Scaling Deep Neural Networks for Public Safety: Fire, Flood etc. with HPC
- Name: Scaling Deep Neural Networks for Public Safety: Fire, Flood etc. with HPC
- EuroHPC machine used: MareNostrum 5
- Topic: Computer and information sciences
Overview of the project
This project focuses on developing and scaling deep neural network models for public safety applications such as fire, smoke, and flood detection. The work involves training advanced computer vision architectures and frameworks for based segmentation models, which require substantial computational resources due to their depth, large datasets and parameter size. Using EuroHPC systems, the project aims to overcome GPU memory limitations and optimize the training pipeline through techniques such as mixed precision training, gradient accumulation, activation checkpointing, and distributed strategies like DDP and FSDP. These optimizations enable efficient and scalable training of large models, ultimately improving the reliability and accuracy of hazard detection systems for real world safety and disaster response scenarios.
How did EPICURE support the project and what were the benefits of the support?
“We requested EPICURE support to overcome challenges related to scaling and optimizing large deep learning models on EuroHPC systems.
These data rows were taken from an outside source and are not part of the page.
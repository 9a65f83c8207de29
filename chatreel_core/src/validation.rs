//! Validation Module - Catalog Integrity Checks
//! =============================================
//!
//! Scenario data is authored by hand, so a malformed script is a content
//! defect rather than a runtime condition. This module finds those defects
//! up front: the built-in catalog is checked by tests, and external catalogs
//! are rejected at load time.
//!
//! Checks:
//! - Every scenario has at least one message, and scenario ids are unique
//! - Message ids are unique within their scenario
//! - Selection events reference an *earlier* option-list message and one of
//!   its declared option ids
//! - Option lists start with at most one option selected
//! - Table rows have as many cells as there are headers
//! - Image references are non-empty
//!
//! Usage:
//! ```ignore
//! use chatreel_core::validation::validate_catalog;
//!
//! let report = validate_catalog(&catalog);
//! for issue in &report.issues {
//!     eprintln!("{}", issue);
//! }
//! ```

use std::collections::{BTreeSet, HashSet};

use serde::Serialize;
use thiserror::Error;

use crate::catalog::ScenarioCatalog;
use crate::model::{Content, MessageId, Scenario, ScenarioId};

// =============================================================================
// ISSUES
// =============================================================================

/// What is wrong with a scenario.
#[derive(Debug, Clone, PartialEq, Eq, Error, Serialize)]
#[serde(tag = "issue", rename_all = "snake_case")]
pub enum IssueKind {
    #[error("script is empty")]
    EmptyScript,

    #[error("scenario id is used more than once")]
    DuplicateScenarioId,

    #[error("message id {message} is used more than once")]
    DuplicateMessageId { message: MessageId },

    #[error("message {message} selects on message {target}, which does not appear earlier")]
    SelectionTargetNotEarlier { message: MessageId, target: MessageId },

    #[error("message {message} selects on message {target}, which is not an option list")]
    SelectionTargetNotOptions { message: MessageId, target: MessageId },

    #[error("message {message} selects unknown option '{option}' on message {target}")]
    UnknownOption { message: MessageId, target: MessageId, option: String },

    #[error("option list {message} starts with {count} options selected")]
    MultipleSelected { message: MessageId, count: usize },

    #[error("table {message} row {row} has {found} cells, expected {expected}")]
    TableWidthMismatch { message: MessageId, row: usize, expected: usize, found: usize },

    #[error("image message {message} has an empty URI")]
    EmptyImageUri { message: MessageId },
}

/// An issue located in a specific scenario.
#[derive(Debug, Clone, PartialEq, Eq, Serialize)]
pub struct ValidationIssue {
    pub scenario: ScenarioId,
    #[serde(flatten)]
    pub kind: IssueKind,
}

impl std::fmt::Display for ValidationIssue {
    fn fmt(&self, f: &mut std::fmt::Formatter<'_>) -> std::fmt::Result {
        write!(f, "scenario {}: {}", self.scenario, self.kind)
    }
}

// =============================================================================
// REPORT
// =============================================================================

/// Result of validating a catalog.
#[derive(Debug, Clone, Default, PartialEq, Eq, Serialize)]
pub struct ValidationReport {
    pub scenarios_checked: usize,
    pub messages_checked: usize,
    pub issues: Vec<ValidationIssue>,
}

impl ValidationReport {
    pub fn is_clean(&self) -> bool {
        self.issues.is_empty()
    }

    /// Issues belonging to one scenario.
    pub fn for_scenario(&self, id: ScenarioId) -> impl Iterator<Item = &ValidationIssue> {
        self.issues.iter().filter(move |i| i.scenario == id)
    }

    /// Scenarios with at least one issue, in id order.
    pub fn affected_scenarios(&self) -> BTreeSet<ScenarioId> {
        self.issues.iter().map(|i| i.scenario).collect()
    }
}

/// Validates every scenario in the catalog.
pub fn validate_catalog(catalog: &ScenarioCatalog) -> ValidationReport {
    let mut report = ValidationReport::default();
    let mut seen_ids = HashSet::new();

    for scenario in catalog.iter() {
        if !seen_ids.insert(scenario.id) {
            report.issues.push(ValidationIssue {
                scenario: scenario.id,
                kind: IssueKind::DuplicateScenarioId,
            });
        }
        report.issues.extend(
            validate_scenario(scenario)
                .into_iter()
                .map(|kind| ValidationIssue { scenario: scenario.id, kind }),
        );
        report.scenarios_checked += 1;
        report.messages_checked += scenario.len();
    }

    report
}

/// Validates a single scenario script.
pub fn validate_scenario(scenario: &Scenario) -> Vec<IssueKind> {
    let mut issues = Vec::new();

    if scenario.is_empty() {
        issues.push(IssueKind::EmptyScript);
        return issues;
    }

    let mut seen: HashSet<MessageId> = HashSet::new();

    for (index, msg) in scenario.script.iter().enumerate() {
        if !seen.insert(msg.id) {
            issues.push(IssueKind::DuplicateMessageId { message: msg.id });
        }

        match &msg.content {
            Content::Options(items) => {
                let count = items.iter().filter(|o| o.selected).count();
                if count > 1 {
                    issues.push(IssueKind::MultipleSelected { message: msg.id, count });
                }
            }
            Content::Table(table) => {
                let expected = table.headers.len();
                for (row, cells) in table.rows.iter().enumerate() {
                    if cells.cells.len() != expected {
                        issues.push(IssueKind::TableWidthMismatch {
                            message: msg.id,
                            row,
                            expected,
                            found: cells.cells.len(),
                        });
                    }
                }
            }
            Content::Image { uri } if uri.trim().is_empty() => {
                issues.push(IssueKind::EmptyImageUri { message: msg.id });
            }
            _ => {}
        }

        if let Some(event) = &msg.selection {
            // Only messages strictly before this one count
            let target = scenario.script[..index].iter().find(|m| m.id == event.target);
            match target.map(|t| t.options()) {
                None => issues.push(IssueKind::SelectionTargetNotEarlier {
                    message: msg.id,
                    target: event.target,
                }),
                Some(None) => issues.push(IssueKind::SelectionTargetNotOptions {
                    message: msg.id,
                    target: event.target,
                }),
                Some(Some(options)) if !options.iter().any(|o| o.id == event.option) => {
                    issues.push(IssueKind::UnknownOption {
                        message: msg.id,
                        target: event.target,
                        option: event.option.clone(),
                    })
                }
                Some(Some(_)) => {}
            }
        }
    }

    issues
}

// =============================================================================
// TESTS
// =============================================================================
Our main difficulties involved GPU memory limitations, out-of-memory errors, multi node Distributed Data Parallel (DDP) training, and communication issues when running YOLO at scale.
EPICURE provided extensive technical assistance by resolving OOM issues, implementing gradient accumulation, enabling multi node multi GPU training, and supplying customized SLURM and Python scripts. They also assisted with performance profiling, enhanced logging for GPU metrics and synchronization, and conducted a detailed investigation into NCCL. Their support significantly improved training stability, resource utilization, and our understanding of distributed deep learning on HPC systems.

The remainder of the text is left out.